--- What the task requires ---
Below are the records; output them exactly from the first line through the line with "pub enum GraphError", stopping there.

(Data excerpts)

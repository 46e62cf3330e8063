//! Error types for the graph engine

use std::fmt;

use thiserror::Error;

use crate::port::PortKind;
use crate::types::{ConnectionId, GroupId, NodeId};
use crate::value::DataType;

/// Result type alias using GraphError
pub type Result<T> = std::result::Result<T, GraphError>;

/// Errors raised by canvas mutation, planning and execution
#[derive(Debug, Error)]
pub enum GraphError {
    /// A connect/disconnect request was rejected
    #[error("Connection error: {0}")]
    Connection(#[from] ConnectionError),

    /// No node is flagged as an output node, so nothing can be planned
    #[error("Graph has no output nodes to execute")]
    NoOutputNodes,

    /// Node is not owned by this canvas
    #[error("Node not found: {0}")]
    NodeNotFound(NodeId),

    /// Group is not owned by this canvas
    #[error("Group not found: {0}")]
    GroupNotFound(GroupId),

    /// The node factory does not know this type key
    #[error("Unknown node type: {0}")]
    UnknownNodeType(String),

    /// Node has no port with this name and kind
    #[error("Node '{node_id}' has no {kind:?} port named '{port}'")]
    UnknownPort {
        node_id: NodeId,
        port: String,
        kind: PortKind,
    },

    /// Node has no property with this name
    #[error("Node '{node_id}' has no property named '{name}'")]
    UnknownProperty { node_id: NodeId, name: String },

    /// A value cannot be stored in a slot of the given type
    #[error("Cannot store {found} value in '{name}' of type {expected}")]
    InvalidValue {
        name: String,
        expected: DataType,
        found: DataType,
    },

    /// A document could not be turned back into a graph
    #[error("Invalid document: {0}")]
    InvalidDocument(String),

    /// Dependency cycle found while leveling
    #[error("Cycle detected at node '{node_name}' ({node_id})")]
    Cycle { node_id: NodeId, node_name: String },

    /// One or more nodes failed while running a level
    #[error(transparent)]
    Execution(#[from] ExecutionError),

    /// The run was cancelled before a level started
    #[error("Execution cancelled")]
    Cancelled,

    /// Serialization error
    #[error("Serialization error: {0}")]
    Serialization(#[from] serde_json::Error),

    /// I/O error
    #[error("I/O error: {0}")]
    Io(#[from] std::io::Error),
}

/// Reasons a connection request is rejected
#[derive(Debug, Clone, PartialEq, Eq, Error)]
pub enum ConnectionError {
    /// Port is not (or no longer) part of a node on this canvas
    #[error("Port '{0}' is not present on this canvas")]
    MissingPort(String),

    /// Source must be an output, target must be an input
    #[error("Cannot connect {from:?} port to {to:?} port")]
    InvalidDirection { from: PortKind, to: PortKind },

    /// Data ports and flow ports cannot be mixed
    #[error("Cannot connect a data port to a flow port")]
    EdgeKindMismatch,

    /// Both ports belong to the same node
    #[error("Cannot connect node '{0}' to itself")]
    SameNode(NodeId),

    /// Target type cannot accept source type
    #[error("Input of type {to} cannot accept {from}")]
    IncompatibleTypes { from: DataType, to: DataType },

    /// Identical connection already exists
    #[error("Connection from '{from}' to '{to}' already exists")]
    Duplicate { from: String, to: String },

    /// Connection is not (or no longer) registered
    #[error("Connection '{0}' is not connected")]
    NotConnected(ConnectionId),
}

/// Errors raised by a node's processing routine
#[derive(Debug, Error)]
pub enum NodeError {
    /// Missing required input
    #[error("Missing required input: {0}")]
    MissingInput(String),

    /// No such port on the running node
    #[error("No port named '{0}'")]
    UnknownPort(String),

    /// Input value cannot be extracted as the requested type
    #[error("Input '{port}' holds {found}, expected {expected}")]
    InvalidInput {
        port: String,
        expected: DataType,
        found: DataType,
    },

    /// Output value does not fit the port type
    #[error("Invalid output type for '{port}': expected {expected}, got {found}")]
    InvalidOutputType {
        port: String,
        expected: DataType,
        found: DataType,
    },

    /// Write attempted with another node's write token
    #[error("Port '{0}' belongs to another node")]
    ForeignPort(String),

    /// Node execution failed
    #[error("Execution failed: {0}")]
    ExecutionFailed(String),

    /// Node noticed the cancellation signal
    #[error("Execution cancelled")]
    Cancelled,
}

impl NodeError {
    /// Create an execution failed error with a message
    pub fn failed(msg: impl Into<String>) -> Self {
        Self::ExecutionFailed(msg.into())
    }
}

/// A single node failure inside a scheduler run
#[derive(Debug, Error)]
#[error("Node '{node_name}' ({node_id}) failed: {source}")]
pub struct NodeFailure {
    pub node_id: NodeId,
    pub node_name: String,
    #[source]
    pub source: NodeError,
}

/// All failures of one execution level, reported together
#[derive(Debug)]
pub struct ExecutionError {
    failures: Vec<NodeFailure>,
}

impl ExecutionError {
    pub(crate) fn new(failures: Vec<NodeFailure>) -> Self {
        debug_assert!(!failures.is_empty());
        Self { failures }
    }

    /// Every failure, in level order
    pub fn failures(&self) -> &[NodeFailure] {
        &self.failures
    }

    /// Names of every failed node
    pub fn failed_nodes(&self) -> Vec<&str> {
        self.failures.iter().map(|f| f.node_name.as_str()).collect()
    }
}

impl fmt::Display for ExecutionError {
    fn fmt(&self, f: &mut fmt::Formatter<'_>) -> fmt::Result {
        write!(
            f,
            "Execution failed in {} node(s): {}",
            self.failures.len(),
            self.failed_nodes().join(", ")
        )
    }
}

impl std::error::Error for ExecutionError {
    fn source(&self) -> Option<&(dyn std::error::Error + 'static)> {
        self.failures
            .first()
            .map(|failure| failure as &(dyn std::error::Error + 'static))
    }
}
//! Output nodes
//!
//! Nodes that display results. Every node here is an execution root.

mod display;

pub use display::DisplayNode;
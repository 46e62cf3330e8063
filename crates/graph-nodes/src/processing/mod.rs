//! Processing nodes
//!
//! Nodes that transform their inputs.

mod math;

pub use math::{MathNode, Operation};
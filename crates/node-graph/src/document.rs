//! Serialized forms of graph entities
//!
//! Each entity writes itself into one of these documents and reads itself
//! back from it. Types are written as explicit names (`"int"`,
//! `"list<float>"`) and values carry a type tag, so documents are
//! self-describing JSON.

use std::path::Path;

use serde::{Deserialize, Serialize};

use crate::error::Result;
use crate::groups::NodeGroup;
use crate::port::{PortKind, PropertyOptions};
use crate::types::{NodeId, Position};
use crate::value::{DataType, Value};

pub use crate::connection::ConnectionDocument;

/// Document format version written by this crate
pub const DOCUMENT_VERSION: u32 = 1;

/// Serialized port or property
#[derive(Debug, Clone, PartialEq, Serialize, Deserialize)]
#[serde(rename_all = "camelCase")]
pub struct PortDocument {
    pub name: String,
    pub kind: PortKind,
    /// Declared payload type; absent for flow ports
    #[serde(default, skip_serializing_if = "Option::is_none")]
    pub data_type: Option<DataType>,
    pub visible: bool,
    /// Produced by a builder pass rather than declared structurally
    pub dynamic: bool,
    /// Output value or property scalar
    #[serde(default, skip_serializing_if = "Option::is_none")]
    pub value: Option<Value>,
    /// Property display/publish settings
    #[serde(default, skip_serializing_if = "Option::is_none")]
    pub property: Option<PropertyOptions>,
}

/// Serialized node
#[derive(Debug, Clone, PartialEq, Serialize, Deserialize)]
#[serde(rename_all = "camelCase")]
pub struct NodeDocument {
    pub id: NodeId,
    pub node_type: String,
    pub name: String,
    pub position: Position,
    pub visible: bool,
    /// Root of execution plans
    #[serde(default)]
    pub is_output: bool,
    /// Every property, structural and dynamic, in declaration order
    #[serde(default)]
    pub properties: Vec<PortDocument>,
    /// Inputs, outputs and flow ports, structural and dynamic
    #[serde(default)]
    pub ports: Vec<PortDocument>,
}

/// Serialized canvas
///
/// Nodes come first so a reader can create every node before wiring.
#[derive(Debug, Clone, PartialEq, Serialize, Deserialize)]
#[serde(rename_all = "camelCase")]
pub struct CanvasDocument {
    pub version: u32,
    pub nodes: Vec<NodeDocument>,
    #[serde(default)]
    pub connections: Vec<ConnectionDocument>,
    #[serde(default)]
    pub groups: Vec<NodeGroup>,
}

impl Default for CanvasDocument {
    fn default() -> Self {
        Self {
            version: DOCUMENT_VERSION,
            nodes: Vec::new(),
            connections: Vec::new(),
            groups: Vec::new(),
        }
    }
}

impl CanvasDocument {
    pub fn to_json(&self) -> Result<String> {
        Ok(serde_json::to_string_pretty(self)?)
    }

    pub fn from_json(json: &str) -> Result<Self> {
        Ok(serde_json::from_str(json)?)
    }

    /// Write the document to a JSON file
    pub fn save(&self, path: impl AsRef<Path>) -> Result<()> {
        std::fs::write(path.as_ref(), self.to_json()?)?;
        log::debug!("Saved canvas document to {}", path.as_ref().display());
        Ok(())
    }

    /// Read a document from a JSON file
    pub fn load(path: impl AsRef<Path>) -> Result<Self> {
        let contents = std::fs::read_to_string(path.as_ref())?;
        Self::from_json(&contents)
    }

    pub fn node(&self, id: &str) -> Option<&NodeDocument> {
        self.nodes.iter().find(|node| node.id == id)
    }
}
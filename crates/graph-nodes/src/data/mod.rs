//! Data nodes
//!
//! Nodes that construct and take apart lists. Both pick their port types
//! at run time.

mod list_item;
mod make_list;

pub use list_item::ListItemNode;
pub use make_list::MakeListNode;
//! Per-run execution state and the context handed to processing routines

use std::collections::HashMap;
use std::sync::atomic::{AtomicBool, Ordering};
use std::sync::Arc;

use parking_lot::RwLock;

use crate::error::NodeError;
use crate::node::Node;
use crate::port::{Port, PortKind, WriteToken};
use crate::types::{new_id, NodeId, NodeState};
use crate::value::{DataType, FromValue, Value};

/// Node states of one run, keyed by node id
#[derive(Debug, Default)]
pub struct ExecutionStates {
    states: RwLock<HashMap<NodeId, NodeState>>,
}

impl ExecutionStates {
    pub fn get(&self, node_id: &str) -> NodeState {
        self.states
            .read()
            .get(node_id)
            .copied()
            .unwrap_or(NodeState::NotStarted)
    }

    pub(crate) fn set(&self, node_id: &str, state: NodeState) {
        self.states.write().insert(node_id.to_string(), state);
    }

    pub fn snapshot(&self) -> HashMap<NodeId, NodeState> {
        self.states.read().clone()
    }
}

/// State shared by every node of one scheduler run
#[derive(Debug)]
pub struct ExecutionContext {
    /// Unique id of this run
    pub execution_id: String,
    /// Cooperative cancellation flag
    pub abort_signal: Arc<AtomicBool>,
    states: ExecutionStates,
}

impl ExecutionContext {
    pub fn new() -> Self {
        Self::with_abort_signal(Arc::new(AtomicBool::new(false)))
    }

    /// Context whose cancellation flag is shared with the caller
    pub fn with_abort_signal(abort_signal: Arc<AtomicBool>) -> Self {
        Self {
            execution_id: new_id(),
            abort_signal,
            states: ExecutionStates::default(),
        }
    }

    /// Check if execution has been aborted
    pub fn is_aborted(&self) -> bool {
        self.abort_signal.load(Ordering::Relaxed)
    }

    /// Request cancellation; levels not yet started will not run
    pub fn abort(&self) {
        self.abort_signal.store(true, Ordering::Relaxed);
    }

    pub fn states(&self) -> &ExecutionStates {
        &self.states
    }

    pub fn state(&self, node_id: &str) -> NodeState {
        self.states.get(node_id)
    }
}

impl Default for ExecutionContext {
    fn default() -> Self {
        Self::new()
    }
}

/// What a node's `process` routine sees of the world
///
/// Holds the write token for the running node, so outputs can only be
/// published from here.
pub struct ProcessContext<'a> {
    node: &'a Node,
    token: WriteToken,
    execution: &'a ExecutionContext,
}

impl<'a> ProcessContext<'a> {
    pub(crate) fn new(node: &'a Node, execution: &'a ExecutionContext) -> Self {
        Self {
            node,
            token: WriteToken::new(node.id().clone()),
            execution,
        }
    }

    pub fn node(&self) -> &Node {
        self.node
    }

    pub fn execution_id(&self) -> &str {
        &self.execution.execution_id
    }

    pub fn token(&self) -> &WriteToken {
        &self.token
    }

    /// Input or published property readable as an input
    fn readable(&self, name: &str) -> Result<Arc<Port>, NodeError> {
        self.node
            .input(name)
            .or_else(|| self.node.property(name))
            .ok_or_else(|| NodeError::UnknownPort(name.to_string()))
    }

    /// Read an input (or property), coerced to its declared type
    pub fn input(&self, name: &str) -> Result<Value, NodeError> {
        self.readable(name)?
            .read()
            .ok_or_else(|| NodeError::MissingInput(name.to_string()))
    }

    /// Read an input and extract it as `T`
    pub fn input_as<T: FromValue>(&self, name: &str) -> Result<T, NodeError> {
        let value = self.input(name)?;
        let target = T::data_type();
        let found = value.data_type();
        crate::coercion::convert(&value, &target)
            .and_then(T::from_value)
            .ok_or_else(|| NodeError::InvalidInput {
                port: name.to_string(),
                expected: target,
                found,
            })
    }

    /// Raw upstream value of an input, before coercion
    pub fn upstream(&self, name: &str) -> Option<Value> {
        self.readable(name).ok()?.upstream_value()
    }

    /// Type of the value feeding an input
    pub fn upstream_type(&self, name: &str) -> Option<DataType> {
        self.readable(name).ok()?.upstream_type()
    }

    /// Whether an input currently has a connection
    pub fn is_connected(&self, name: &str) -> bool {
        self.readable(name)
            .map(|port| port.is_connected())
            .unwrap_or(false)
    }

    pub fn property(&self, name: &str) -> Result<Value, NodeError> {
        self.node
            .property_value(name)
            .ok_or_else(|| NodeError::UnknownPort(name.to_string()))
    }

    pub fn property_as<T: FromValue>(&self, name: &str) -> Result<T, NodeError> {
        let value = self.property(name)?;
        let target = T::data_type();
        let found = value.data_type();
        crate::coercion::convert(&value, &target)
            .and_then(T::from_value)
            .ok_or_else(|| NodeError::InvalidInput {
                port: name.to_string(),
                expected: target,
                found,
            })
    }

    /// Publish a value on one of the node's outputs
    pub fn set_output(&self, name: &str, value: impl Into<Value>) -> Result<(), NodeError> {
        let port = self
            .node
            .port(PortKind::Output, name)
            .ok_or_else(|| NodeError::UnknownPort(name.to_string()))?;
        port.assign(value.into(), &self.token)
    }

    /// Declared type of one of the node's outputs
    pub fn output_type(&self, name: &str) -> Option<DataType> {
        self.node
            .output(name)
            .and_then(|port| port.data_type().cloned())
    }

    pub fn is_cancelled(&self) -> bool {
        self.execution.is_aborted()
    }

    /// Fail with `NodeError::Cancelled` if the run was aborted
    pub fn check_cancelled(&self) -> Result<(), NodeError> {
        if self.is_cancelled() {
            Err(NodeError::Cancelled)
        } else {
            Ok(())
        }
    }

    /// Re-derive the node's shape from inside `process`
    pub fn reconfigure(&self) -> bool {
        self.node.reconfigure()
    }
}
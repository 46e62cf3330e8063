//! Node Graph - typed dataflow graph engine
//!
//! This crate provides the substrate beneath a visual node editor:
//!
//! - Typed ports with read-time coercion of upstream values
//! - A canvas owning nodes, connections and groups
//! - Level-based parallel execution with aggregated failure reporting
//! - Dynamic nodes that re-derive their ports from run-time type choices
//!
//! # Architecture
//!
//! - `Canvas`: sole authority for structural mutation; validates connections
//! - `Scheduler`: levels nodes by data dependency and runs each level concurrently
//! - `ShapeBuilder`: reconciles a node's requested ports against its previous shape
//! - `EventSink`: change and progress notifications, independent of any UI
//!
//! # Example
//!
//! ```ignore
//! use node_graph::{Canvas, NodeRegistry};
//!
//! let mut registry = NodeRegistry::new();
//! graph_nodes::register_builtins(&mut registry);
//!
//! let canvas = Canvas::new().with_factory(Arc::new(registry));
//! let a = canvas.create_node("constant", (0.0, 0.0))?;
//! let show = canvas.create_node("display", (200.0, 0.0))?;
//! canvas.connect_by_name(a.id(), "Value", show.id(), "Value")?;
//!
//! let report = canvas.run().await?;
//! ```

pub mod builder;
pub mod canvas;
pub mod coercion;
pub mod config;
pub mod connection;
pub mod context;
pub mod descriptor;
pub mod document;
pub mod error;
pub mod events;
pub mod groups;
pub mod node;
pub mod port;
pub mod registry;
pub mod scheduler;
pub mod types;
pub mod value;

// Re-export key types
pub use builder::ShapeBuilder;
pub use canvas::{Canvas, CanvasSnapshot};
pub use coercion::{Converter, Converters};
pub use config::{CanvasConfig, EngineConfig, SchedulerConfig};
pub use connection::{Connection, ConnectionDocument};
pub use context::{ExecutionContext, ProcessContext};
pub use descriptor::NodeDescriptor;
pub use document::{CanvasDocument, NodeDocument, PortDocument};
pub use error::{ConnectionError, ExecutionError, GraphError, NodeError, NodeFailure, Result};
pub use events::{
    ChannelEventSink, EventError, EventSink, GraphEvent, NullEventSink, VecEventSink,
};
pub use groups::NodeGroup;
pub use node::{Node, NodeLogic, NodeMeta, PortSet};
pub use port::{Port, PortId, PortKind, PortOrigin, PropertyOptions, WriteToken};
pub use registry::{NodeFactory, NodeRegistry};
pub use scheduler::{ExecutionPlan, ExecutionReport, Scheduler};
pub use types::{NodeCategory, NodeId, NodeState, Position};
pub use value::{DataType, FromValue, Value};

// Node implementations need the async_trait attribute
pub use async_trait::async_trait;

--- Worked solution ---
repository 46e62cf3330e8063
//! Error types for the graph engine

use std::fmt;

use thiserror::Error;

use crate::port::PortKind;
use crate::types::{ConnectionId, GroupId, NodeId};
use crate::value::DataType;

/// Result type alias using GraphError
pub type Result<T> = std::result::Result<T, GraphError>;

/// Errors raised by canvas mutation, planning and execution
#[derive(Debug, Error)]
pub enum GraphError {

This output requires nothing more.